§ Input data:

// Finalized payout instructions and the per-cycle blueprint.

use chrono::{DateTime, Utc};
use serde::{Deserialize, Serialize};

use crate::address::Address;
use crate::engines::OpLimits;
use crate::enums::{PayoutKind, TxKind};
use crate::error::{PayoutError, Result};
use crate::ops::{Operation, TransferArgs};
use crate::Mutez;

/// One finalized per-recipient instruction. Frozen once emitted; invalid
/// recipes carry zero amount and never enter a batch.
#[derive(Serialize, Deserialize, Debug, Clone, PartialEq)]
pub struct PayoutRecipe {
    pub delegator: Address,
    pub recipient: Address,
    pub kind: PayoutKind,
    pub tx_kind: TxKind,
    #[serde(default, skip_serializing_if = "Option::is_none")]
    pub fa_contract: Option<Address>,
    #[serde(default, skip_serializing_if = "Option::is_none")]
    pub fa_token_id: Option<u64>,
    #[serde(default)]
    pub delegated_balance: Mutez,
    pub amount: Mutez,
    #[serde(default)]
    pub fee_rate_bps: u32,
    #[serde(default)]
    pub fee: Mutez,
    #[serde(default, skip_serializing_if = "Option::is_none")]
    pub op_limits: Option<OpLimits>,
    #[serde(default)]
    pub note: String,
    pub is_valid: bool,
}

impl PayoutRecipe {
    pub fn transaction_fee(&self) -> Mutez {
        self.op_limits.map(|l| l.transaction_fee).unwrap_or(0)
    }
}

impl TransferArgs for PayoutRecipe {
    fn tx_kind(&self) -> TxKind {
        self.tx_kind
    }

    fn destination(&self) -> &Address {
        &self.recipient
    }

    fn amount(&self) -> Mutez {
        self.amount
    }

    fn fa_contract(&self) -> Option<&Address> {
        self.fa_contract.as_ref()
    }

    fn fa_token_id(&self) -> Option<u64> {
        self.fa_token_id
    }
}

/// Ordered recipes executed as a single on-chain operation.
#[derive(Serialize, Deserialize, Debug, Clone, Default, PartialEq)]
pub struct RecipeBatch(pub Vec<PayoutRecipe>);

impl RecipeBatch {
    pub fn len(&self) -> usize {
        self.0.len()
    }

    pub fn is_empty(&self) -> bool {
        self.0.is_empty()
    }

    pub fn total_gas(&self) -> u64 {
        self.0
            .iter()
            .filter_map(|r| r.op_limits.map(|l| l.gas_limit))
            .sum()
    }

    pub fn total_size(&self) -> u64 {
        self.0
            .iter()
            .filter_map(|r| r.op_limits.map(|l| l.serialized_size))
            .sum()
    }

    /// Build the operation for this batch. Every recipe must carry
    /// finalized limits.
    pub fn to_operation(&self, source: &Address, ttl: u64) -> Result<Operation> {
        let mut op = Operation::new().with_source(source.clone()).with_ttl(ttl);
        for recipe in &self.0 {
            let limits = recipe.op_limits.ok_or_else(|| {
                PayoutError::Input(format!(
                    "recipe for {} has no operation limits",
                    recipe.recipient
                ))
            })?;
            op.add_transfer(recipe)?;
            let index = op.contents.len() - 1;
            op.apply_limits(index, &limits);
        }
        Ok(op)
    }
}

/// Aggregate accounting of one cycle's payouts.
#[derive(Serialize, Deserialize, Debug, Clone, PartialEq)]
pub struct CyclePayoutSummary {
    pub cycle: i64,
    pub delegators: usize,
    pub paid_delegators: usize,
    pub staking_balance: Mutez,
    pub earned_fees: Mutez,
    pub earned_rewards: Mutez,
    pub distributed_rewards: Mutez,
    pub bond_income: Mutez,
    pub fee_income: Mutez,
    pub income_total: Mutez,
    pub donated_bonds: Mutez,
    pub donated_fees: Mutez,
    pub donated_total: Mutez,
    pub timestamp: DateTime<Utc>,
}

/// The immutable plan for a cycle: recipes plus summary.
#[derive(Serialize, Deserialize, Debug, Clone, PartialEq)]
pub struct CyclePayoutBlueprint {
    pub cycle: i64,
    pub payouts: Vec<PayoutRecipe>,
    pub summary: CyclePayoutSummary,
}

impl CyclePayoutBlueprint {
    pub fn to_json(&self) -> Result<String> {
        serde_json::to_string_pretty(self).map_err(|e| PayoutError::Reporting(e.to_string()))
    }

    pub fn from_json(data: &str) -> Result<CyclePayoutBlueprint> {
        serde_json::from_str(data)
            .map_err(|e| PayoutError::Input(format!("failed to parse payout blueprint: {}", e)))
    }
}

pub fn only_valid(payouts: &[PayoutRecipe]) -> Vec<PayoutRecipe> {
    payouts.iter().filter(|p| p.is_valid).cloned().collect()
}

pub fn only_invalid(payouts: &[PayoutRecipe]) -> Vec<PayoutRecipe> {
    payouts.iter().filter(|p| !p.is_valid).cloned().collect()
}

§ Required work: For this exercise, please copy exactly the lines of the material above from its first line through the line where "Clone, Default, PartialEq)]" appears.

§ Task answer:
// Finalized payout instructions and the per-cycle blueprint.

use chrono::{DateTime, Utc};
use serde::{Deserialize, Serialize};

use crate::address::Address;
use crate::engines::OpLimits;
use crate::enums::{PayoutKind, TxKind};
use crate::error::{PayoutError, Result};
use crate::ops::{Operation, TransferArgs};
use crate::Mutez;

/// One finalized per-recipient instruction. Frozen once emitted; invalid
/// recipes carry zero amount and never enter a batch.
#[derive(Serialize, Deserialize, Debug, Clone, PartialEq)]
pub struct PayoutRecipe {
    pub delegator: Address,
    pub recipient: Address,
    pub kind: PayoutKind,
    pub tx_kind: TxKind,
    #[serde(default, skip_serializing_if = "Option::is_none")]
    pub fa_contract: Option<Address>,
    #[serde(default, skip_serializing_if = "Option::is_none")]
    pub fa_token_id: Option<u64>,
    #[serde(default)]
    pub delegated_balance: Mutez,
    pub amount: Mutez,
    #[serde(default)]
    pub fee_rate_bps: u32,
    #[serde(default)]
    pub fee: Mutez,
    #[serde(default, skip_serializing_if = "Option::is_none")]
    pub op_limits: Option<OpLimits>,
    #[serde(default)]
    pub note: String,
    pub is_valid: bool,
}

impl PayoutRecipe {
    pub fn transaction_fee(&self) -> Mutez {
        self.op_limits.map(|l| l.transaction_fee).unwrap_or(0)
    }
}

impl TransferArgs for PayoutRecipe {
    fn tx_kind(&self) -> TxKind {
        self.tx_kind
    }

    fn destination(&self) -> &Address {
        &self.recipient
    }

    fn amount(&self) -> Mutez {
        self.amount
    }

    fn fa_contract(&self) -> Option<&Address> {
        self.fa_contract.as_ref()
    }

    fn fa_token_id(&self) -> Option<u64> {
        self.fa_token_id
    }
}

/// Ordered recipes executed as a single on-chain operation.
#[derive(Serialize, Deserialize, Debug, Clone, Default, PartialEq)]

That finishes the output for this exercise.